One question just isn’t enough when it comes to an effective – and compliant – way of dealing with ESG & Sustainability within the financial planning process. ESG Accord’s Lee Coates OBE suggests some practical ways in which advisers can not only improve the client experience when it comes to ESG & Sustainability, but ensure a more robust compliance approach too.

What question am I referring to? Well, it’s the ‘ESG’ question. We are finding more and more advisers embracing the idea of building environmental, social, governance and sustainable factors into their financial planning process, which is fantastic. However, far too many are tackling the issue with a single or limited questions.

The problem for good client outcomes is the phrase “We ask the question”. It should be plural rather than singular; “We ask the questions as part of our KYC”.

By asking a single question such as “Do you want ESG?” or “Do you want ethical investment?” there is a complete reliance on the client understanding what is being asked. Without suitable information being provided well in advance of the question, there is a high compliance risk that the client might just provide an easy answer (which is usually No – see later for how to deal with a No answer).

An informed decision?

Now, where a No answer is appropriate, that’s fine. But what information is being recorded on the client’s file to demonstrate that the client understood the question and, as a result, was able to provide an appropriate answer? If a complaint arises in the future, the advice firm may find it difficult to demonstrate that the client was making an informed decision.

Looked at another way, asking the ESG/Ethical question without any explanatory information is equivalent to asking a client “On a scale of 1-5 where do you stand on Investment Risk and Capacity for Loss?” and refusing to provide any information about what this means, equity risks, loss tolerances etc.

No good compliance process would allow this approach because no client could be expected to express their attitude to risk and capacity for loss without understanding what it means. The same applies to asking ESG/Sustainable/Ethical questions.

The singular v plural issue

The essential problem with a single question is that it removes client choice and assumes that a client’s values are directly linked to the question. A client may want to invest in line with their faith or, if asked, might prefer to invest in line with the UN’s Sustainable Development Goals (SDGs). By default, therefore, any answer to a single question chosen by the adviser is going to be wrong. It is not the client’s fault that they were not asked appropriate questions by their adviser. Once again, how could this be a compliant file and, as such, how would the adviser defend a potential future complaint?

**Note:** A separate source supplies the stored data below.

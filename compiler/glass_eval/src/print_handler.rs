//! Destination for program output.
//!
//! The standard-output builtins write through a handler so a run can go to
//! the process's stdout, be captured for tests, or be discarded:
//! - `Stdout`: the default for `glass run`
//! - `Buffer`: captures bytes for assertions
//! - `Silent`: drops everything
//!
//! Enum dispatch keeps the write path free of vtable calls.

use std::io::{self, Write};

use parking_lot::Mutex;

/// Writes to the process's standard output.
#[derive(Default)]
pub struct StdoutPrintHandler;

impl StdoutPrintHandler {
    pub fn write(&self, bytes: &[u8]) -> io::Result<()> {
        io::stdout().lock().write_all(bytes)
    }

    pub fn flush(&self) -> io::Result<()> {
        io::stdout().lock().flush()
    }
}

/// Captures output in memory.
pub struct BufferPrintHandler {
    buffer: Mutex<Vec<u8>>,
}

impl BufferPrintHandler {
    pub fn new() -> Self {
        BufferPrintHandler {
            buffer: Mutex::new(Vec::new()),
        }
    }

    pub fn write(&self, bytes: &[u8]) {
        self.buffer.lock().extend_from_slice(bytes);
    }

    /// Everything written so far.
    pub fn get_bytes(&self) -> Vec<u8> {
        self.buffer.lock().clone()
    }

    pub fn clear(&self) {
        self.buffer.lock().clear();
    }
}

impl Default for BufferPrintHandler {
    fn default() -> Self {
        Self::new()
    }
}

/// Print handler implementation using enum dispatch.
pub enum PrintHandlerImpl {
    Stdout(StdoutPrintHandler),
    Buffer(BufferPrintHandler),
    Silent,
}

impl PrintHandlerImpl {
    pub fn write(&self, bytes: &[u8]) -> io::Result<()> {
        match self {
            Self::Stdout(h) => h.write(bytes),
            Self::Buffer(h) => {
                h.write(bytes);
                Ok(())
            }
            Self::Silent => Ok(()),
        }
    }

    pub fn flush(&self) -> io::Result<()> {
        match self {
            Self::Stdout(h) => h.flush(),
            Self::Buffer(_) | Self::Silent => Ok(()),
        }
    }

    /// Captured output, lossily decoded; empty for handlers that don't
    /// capture.
    pub fn get_output(&self) -> String {
        String::from_utf8_lossy(&self.get_bytes()).into_owned()
    }

    /// Captured output bytes; empty for handlers that don't capture.
    pub fn get_bytes(&self) -> Vec<u8> {
        match self {
            Self::Buffer(h) => h.get_bytes(),
            Self::Stdout(_) | Self::Silent => Vec::new(),
        }
    }

    pub fn clear(&self) {
        if let Self::Buffer(h) = self {
            h.clear();
        }
    }
}

/// Shared print handler that can be passed around.
pub type SharedPrintHandler = std::sync::Arc<PrintHandlerImpl>;

pub fn stdout_handler() -> SharedPrintHandler {
    std::sync::Arc::new(PrintHandlerImpl::Stdout(StdoutPrintHandler))
}

pub fn buffer_handler() -> SharedPrintHandler {
    std::sync::Arc::new(PrintHandlerImpl::Buffer(BufferPrintHandler::new()))
}

/// A handler that discards all output.
pub fn silent_handler() -> SharedPrintHandler {
    std::sync::Arc::new(PrintHandlerImpl::Silent)
}
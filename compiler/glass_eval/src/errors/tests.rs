use super::*;
use pretty_assertions::assert_eq;

fn frame(class: &str, method: &str, line: u32) -> TraceFrame {
    TraceFrame {
        class: Name::new(class),
        method: Name::new(method),
        loc: SourceLoc::new(Name::new("prog.glass"), line, 4),
    }
}

#[test]
fn message_matches_kind() {
    let err = stack_underflow(2, 1);
    assert_eq!(err.message, err.kind.to_string());
    assert_eq!(
        err.to_string(),
        "stack underflow: needed 2 value(s), found 1"
    );
}

#[test]
fn report_lists_frames_innermost_first() {
    let err = not_an_instance("_x", "<3>".to_string())
        .with_frame(frame("P", "go", 7))
        .with_frame(frame("M", "m", 2));
    assert_eq!(
        err.report(),
        "error: '_x' is not an instance (holds <3>)\n\
         \x20 at prog.glass:7:4 in P.go\n\
         \x20 at prog.glass:2:4 in M.m\n"
    );
}

#[test]
fn report_without_frames_is_one_line() {
    assert_eq!(
        missing_entry_point("class 'M'").report(),
        "error: missing entry point: class 'M'\n"
    );
}

#[test]
fn io_errors_convert() {
    let err: EvalError = std::io::Error::new(std::io::ErrorKind::Other, "disk full").into();
    assert_eq!(
        err.kind,
        EvalErrorKind::Io {
            message: "disk full".to_string()
        }
    );
}
//! Class `S`: byte strings.
//!
//! Positions are numbers truncated toward zero. Negative, non-finite or
//! past-the-end positions are `IndexOutOfRange` errors; a split may also happen exactly
//! at the end.

use crate::{index_out_of_range, EvalResult, Value, ValueStack};

#[expect(
    clippy::cast_possible_truncation,
    reason = "positions are truncated toward zero; out-of-range values saturate and fail the bounds check"
)]
fn position(n: f64, len: usize, allow_end: bool) -> EvalResult<usize> {
    let index = n.trunc();
    if !index.is_finite() {
        return Err(index_out_of_range(index, len));
    }
    usize::try_from(index as i64)
        .ok()
        .filter(|&i| i < len || (allow_end && i == len))
        .ok_or_else(|| index_out_of_range(index, len))
}

#[expect(
    clippy::cast_precision_loss,
    reason = "string lengths stay far below 2^52"
)]
fn length_value(len: usize) -> Value {
    Value::Number(len as f64)
}

/// `a b` → `a ++ b`
pub(super) fn append(stack: &mut ValueStack) -> EvalResult {
    stack.require(2)?;
    let b = stack.peek(0)?.as_str()?;
    let a = stack.peek(1)?.as_str()?;
    let joined = [a, b].concat();
    stack.discard(2);
    stack.push(Value::Str(joined));
    Ok(())
}

/// `a b` → `1` if byte-equal, else `0`
pub(super) fn equal(stack: &mut ValueStack) -> EvalResult {
    stack.require(2)?;
    let b = stack.peek(0)?.as_str()?;
    let a = stack.peek(1)?.as_str()?;
    let same = a == b;
    stack.discard(2);
    stack.push(Value::from(same));
    Ok(())
}

/// `s n` → `s[n]` as a one-byte string
pub(super) fn index(stack: &mut ValueStack) -> EvalResult {
    stack.require(2)?;
    let n = stack.peek(0)?.as_number()?;
    let s = stack.peek(1)?.as_str()?;
    let byte = s[position(n, s.len(), false)?];
    stack.discard(2);
    stack.push(Value::Str(vec![byte]));
    Ok(())
}

/// `s` → `len(s)`
pub(super) fn length(stack: &mut ValueStack) -> EvalResult {
    let len = stack.peek(0)?.as_str()?.len();
    stack.discard(1);
    stack.push(length_value(len));
    Ok(())
}

/// `n` → one-byte string with code `n` (taken modulo 256)
#[expect(
    clippy::cast_possible_truncation,
    clippy::cast_sign_loss,
    reason = "character codes wrap to a byte"
)]
pub(super) fn num_to_str(stack: &mut ValueStack) -> EvalResult {
    let n = stack.peek(0)?.as_number()?;
    let byte = (n.trunc() as i64).rem_euclid(256) as u8;
    stack.discard(1);
    stack.push(Value::Str(vec![byte]));
    Ok(())
}

/// `s` → code of `s[0]`
pub(super) fn str_to_num(stack: &mut ValueStack) -> EvalResult {
    let s = stack.peek(0)?.as_str()?;
    let byte = *s.first().ok_or_else(|| index_out_of_range(0.0, 0))?;
    stack.discard(1);
    stack.push(Value::Number(f64::from(byte)));
    Ok(())
}

/// `s n c` → `s` with `s[n] := c[0]`
pub(super) fn replace(stack: &mut ValueStack) -> EvalResult {
    stack.require(3)?;
    let c = stack.peek(0)?.as_str()?;
    let n = stack.peek(1)?.as_number()?;
    let s = stack.peek(2)?.as_str()?;
    let byte = *c.first().ok_or_else(|| index_out_of_range(0.0, 0))?;
    let at = position(n, s.len(), false)?;
    let mut replaced = s.to_vec();
    replaced[at] = byte;
    stack.discard(3);
    stack.push(Value::Str(replaced));
    Ok(())
}

/// `s n` → `s[..n] s[n..]`
pub(super) fn split(stack: &mut ValueStack) -> EvalResult {
    stack.require(2)?;
    let n = stack.peek(0)?.as_number()?;
    let s = stack.peek(1)?.as_str()?;
    let at = position(n, s.len(), true)?;
    let (head, tail) = s.split_at(at);
    let (head, tail) = (head.to_vec(), tail.to_vec());
    stack.discard(2);
    stack.push(Value::Str(head));
    stack.push(Value::Str(tail));
    Ok(())
}
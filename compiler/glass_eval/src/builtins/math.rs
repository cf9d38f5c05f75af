//! Class `A`: IEEE arithmetic and comparison.

use crate::{EvalResult, Value, ValueStack};

/// `x y` → `x ∘ y`
pub(super) fn binary(stack: &mut ValueStack, op: impl FnOnce(f64, f64) -> f64) -> EvalResult {
    stack.require(2)?;
    let y = stack.peek(0)?.as_number()?;
    let x = stack.peek(1)?.as_number()?;
    stack.discard(2);
    stack.push(Value::Number(op(x, y)));
    Ok(())
}

/// `x y` → `1` or `0`
pub(super) fn compare(stack: &mut ValueStack, op: impl FnOnce(f64, f64) -> bool) -> EvalResult {
    binary(stack, |x, y| if op(x, y) { 1.0 } else { 0.0 })
}

/// `x` → `floor(x)`
pub(super) fn floor(stack: &mut ValueStack) -> EvalResult {
    let x = stack.peek(0)?.as_number()?;
    stack.discard(1);
    stack.push(Value::Number(x.floor()));
    Ok(())
}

Advice processes need to adapt to the dramatic increase in sustainable preference choices and move away from asking a single question. We recommend a short Triage process, with corresponding educational material. The information ensures the client is informed about the choices available and the Triage process allows the adviser to follow the existing PROD/MIFID II rules in respect of Target Markets assessment. If the client expresses deeper interest or opinions these will be picked up in the Triage questions and our more detailed Values Questionnaire can be used to gather these additional client specific details.

A question of detail

Finally, let’s look at what happens if a client answer No to an ESG question. This is easy; record it on file and confirm in the Reason Why Letter. However, is that really all there is? Let’s look at what the client has just said No to. ESG isn’t a single ‘thing’. It has three quite distinct parts; Environmental, Social and Governance. A No answer confirms that the client does not want any of these three parts included in the financial advice process. But that’s surely a problem for the ‘G’ part – how easy would it be to find a fund with no governance?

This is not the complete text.